Eğer 1915’de geçilmiş olsaydı. Az önce yukarı da yazmış olduğum sonuçlardan hiç
biri olmazdı. İngilizler zaten gizli antlaşmayla İstanbul’u Ruslara
vermişlerdi. 1915’de geçilmiş olsa hem İstanbul Ruslara verilmiş hem de İtilaf
devletleri büyük bir moralle muzaffer bir şekilde İstanbul’a girmiş
olacaklardı. Dolayısıyla Çanakkale’de oluşan milli ruh olmayacak ve milli
mücadelenin fitili yakılmadan sönecekti. 1918’de İstanbul işgal edildiğinde
artık Rusya’da rejim değişmiş ve Batı’ya karşı olan bir Rusya meydana gelmiş
dolayısıyla İstanbul’un da kaderi değişmiş oldu. Ayrıca düşmanda 4 sene boyunca
bizimle savaşarak yorulmuş moral ve motivasyon kaybına uğramıştır.

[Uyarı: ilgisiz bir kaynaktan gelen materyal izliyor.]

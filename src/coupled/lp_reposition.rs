use crate::devs::atomic::Atomic;
use crate::devs::child::Child;
use crate::devs::event::{Bag, Event};
use crate::devs::time::SimTime;
use crate::models::command_reposition::CommandReposition;
use crate::models::landing_routine::LandingRoutine;
use crate::models::reposition_timer::RepositionTimer;

/// Reposition-and-land composition: `Reposition_Timer` budgets the attempt,
/// `Command_Reposition` drives the aircraft, `Landing_Routine` finishes the
/// mission.
pub struct LpReposition {
    landing_routine: Child<LandingRoutine>,
    command_reposition: Child<CommandReposition>,
    reposition_timer: Child<RepositionTimer>,
    clock: SimTime,
    pending_t: Option<SimTime>,
    out_landing_routine: Bag,
    out_command_reposition: Bag,
    out_reposition_timer: Bag,
}

impl LpReposition {
    pub fn new(repo_time: SimTime, upd_time: SimTime) -> Self {
        Self {
            landing_routine: Child::new(LandingRoutine::new()),
            command_reposition: Child::new(CommandReposition::new()),
            reposition_timer: Child::new(RepositionTimer::new(repo_time, upd_time)),
            clock: SimTime::ZERO,
            pending_t: None,
            out_landing_routine: Bag::new(),
            out_command_reposition: Bag::new(),
            out_reposition_timer: Bag::new(),
        }
    }

    pub fn landing_routine(&self) -> &LandingRoutine {
        &self.landing_routine.model
    }

    pub fn command_reposition(&self) -> &CommandReposition {
        &self.command_reposition.model
    }

    pub fn reposition_timer(&self) -> &RepositionTimer {
        &self.reposition_timer.model
    }

    fn next_event_time(&self) -> SimTime {
        self.landing_routine
            .t_next()
            .min(self.command_reposition.t_next())
            .min(self.reposition_timer.t_next())
    }

    /// One delivery round at time `t`: routes external inputs and the
    /// already-collected imminent outputs, then transitions every child.
    fn round(&mut self, t: SimTime, inputs: &Bag) {
        let mut to_landing_routine = Bag::new();
        let mut to_command_reposition = Bag::new();
        let mut to_reposition_timer = Bag::new();

        for ev in inputs {
            match ev {
                Event::LandingAchieved => to_landing_routine.push(ev.clone()),
                Event::PilotTakeover => {
                    to_landing_routine.push(ev.clone());
                    to_command_reposition.push(ev.clone());
                    to_reposition_timer.push(ev.clone());
                }
                Event::StartMission(_) => {
                    to_landing_routine.push(ev.clone());
                    to_command_reposition.push(ev.clone());
                    to_reposition_timer.push(ev.clone());
                }
                Event::HoverCriteriaMet | Event::AircraftState(_) => {
                    to_command_reposition.push(ev.clone());
                }
                Event::ControlYielded | Event::LpNew(_) => {
                    to_reposition_timer.push(ev.clone());
                }
                _ => {}
            }
        }

        for ev in &self.out_command_reposition {
            if let Event::LpCriteriaMet(_) = ev {
                to_reposition_timer.push(ev.clone());
            }
        }
        for ev in &self.out_reposition_timer {
            match ev {
                Event::Land(_) => to_landing_routine.push(ev.clone()),
                Event::PilotHandover(_) | Event::RequestReposition(_) => {
                    to_command_reposition.push(ev.clone());
                }
                _ => {}
            }
        }

        self.landing_routine.deliver(t, &to_landing_routine);
        self.command_reposition.deliver(t, &to_command_reposition);
        self.reposition_timer.deliver(t, &to_reposition_timer);

        self.out_landing_routine.clear();
        self.out_command_reposition.clear();
        self.out_reposition_timer.clear();
        self.clock = t;
    }
}

impl Atomic for LpReposition {
    fn internal(&mut self) {
        let t = self.pending_t.take().expect("[FATAL] Internal transition without prior output!");
        self.round(t, &Bag::new());
    }

    fn external(&mut self, e: SimTime, inputs: &Bag) {
        let t = self.clock + e;
        self.round(t, inputs);
    }

    fn confluent(&mut self, _e: SimTime, inputs: &Bag) {
        let t = self.pending_t.take().expect("[FATAL] Confluent transition without prior output!");
        self.round(t, inputs);
    }

    fn output(&mut self, bag: &mut Bag) {
        let t = self.clock + self.time_advance();
        self.pending_t = Some(t);
        if self.landing_routine.imminent(t) {
            self.landing_routine.emit(&mut self.out_landing_routine);
        }
        if self.command_reposition.imminent(t) {
            self.command_reposition.emit(&mut self.out_command_reposition);
        }
        if self.reposition_timer.imminent(t) {
            self.reposition_timer.emit(&mut self.out_reposition_timer);
        }

        for ev in &self.out_landing_routine {
            match ev {
                Event::FccCommandLand(_)
                | Event::MissionComplete
                | Event::UpdateMissionItem
                | Event::UpdateBoss(_)
                | Event::UpdateGcs(_) => bag.push(ev.clone()),
                _ => {}
            }
        }
        for ev in &self.out_command_reposition {
            match ev {
                Event::CancelHover
                | Event::StabilizeAt(_)
                | Event::FccCommandVelocity(_)
                | Event::SetMissionMonitorStatus(_)
                | Event::RequestAircraftState
                | Event::UpdateBoss(_)
                | Event::UpdateGcs(_) => bag.push(ev.clone()),
                _ => {}
            }
        }
        for ev in &self.out_reposition_timer {
            match ev {
                Event::CancelHover
                | Event::PilotHandover(_)
                | Event::UpdateBoss(_)
                | Event::UpdateGcs(_) => bag.push(ev.clone()),
                _ => {}
            }
        }
    }

    fn time_advance(&self) -> SimTime {
        self.next_event_time() - self.clock
    }

    fn state_name(&self) -> String {
        format!(
            "{}/{}/{}",
            self.reposition_timer.model.state_name(),
            self.command_reposition.model.state_name(),
            self.landing_routine.model.state_name()
        )
    }

    fn state_lines(&self, name: &str, lines: &mut Vec<String>) {
        self.landing_routine
            .model
            .state_lines(&format!("{name}.landing_routine"), lines);
        self.command_reposition
            .model
            .state_lines(&format!("{name}.command_reposition"), lines);
        self.reposition_timer
            .model
            .state_lines(&format!("{name}.reposition_timer"), lines);
    }
}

Çanakkale Zaferinin diğer bir önemi ise; Milli
Mücadeleye temel teşkil eden ruh Çanakkale’de inşa oldu. Milli Mücadeleye
liderlik eden Mustafa Kemal Çanakkale’de doğdu. Çanakkale’de tanınan Mustafa
Kemal Milli Mücadele’ye giriştiğinde insanlar ona Çanakkale’de gösterdiği
başarılardan dolayı güvenmiş ve onun öderliğinde milli mücadele saflarına
katılmaya razı olmuşlardır.
Çanakkale bir destandır, önemi çok büyüktür. Türk
Milleti her zaman bitti, tükendi dediklerinde yeniden küllerinden doğmuş. Öz
vatanını kurtarmış oda yetmedi mazlum milletlere umut olmuş. Geçmişte neysek
şimdide öyleyiz.
[1] Pamuk,
B., Gülsoy, E., Yılmazçelik, İ., Yalçınkaya, M.A., İnbaşı, M., Yağçı, Z.G.,
edt.Gündüz, T., Osmanlı Tarihi El Kitabı,
Grafiker Yayınları, b.4, Ankara 2014,
s.596
[2] Yalçın,
D., Akbıyık, Y., Akbulut, D., Balcıoğlu, M., Köstüklü, N., Süslü, A., Turan,
R., Eraslan, C., Tural, M.A., Türkiye
Cumhuriyeti Tarihi I, Atatürk
Araştırma Merkezi, Ankara 2014, s.87.
[3] Pamuk,
B., Gülsoy, E., Yılmazçelik, İ., Yalçınkaya, M.A., İnbaşı, M., Yağçı, Z.G.,
edt.Gündüz, T., Osmanlı Tarihi El Kitabı,
Grafiker Yayınları, b.4, Ankara 2014,
s.596
[4] Yalçın,
D., Akbıyık, Y., Akbulut, D., Balcıoğlu, M., Köstüklü, N., Süslü, A., Turan,
R., Eraslan, C., Tural, M.A., Türkiye
Cumhuriyeti Tarihi I, Atatürk
Araştırma Merkezi, Ankara 2014, s.91-92.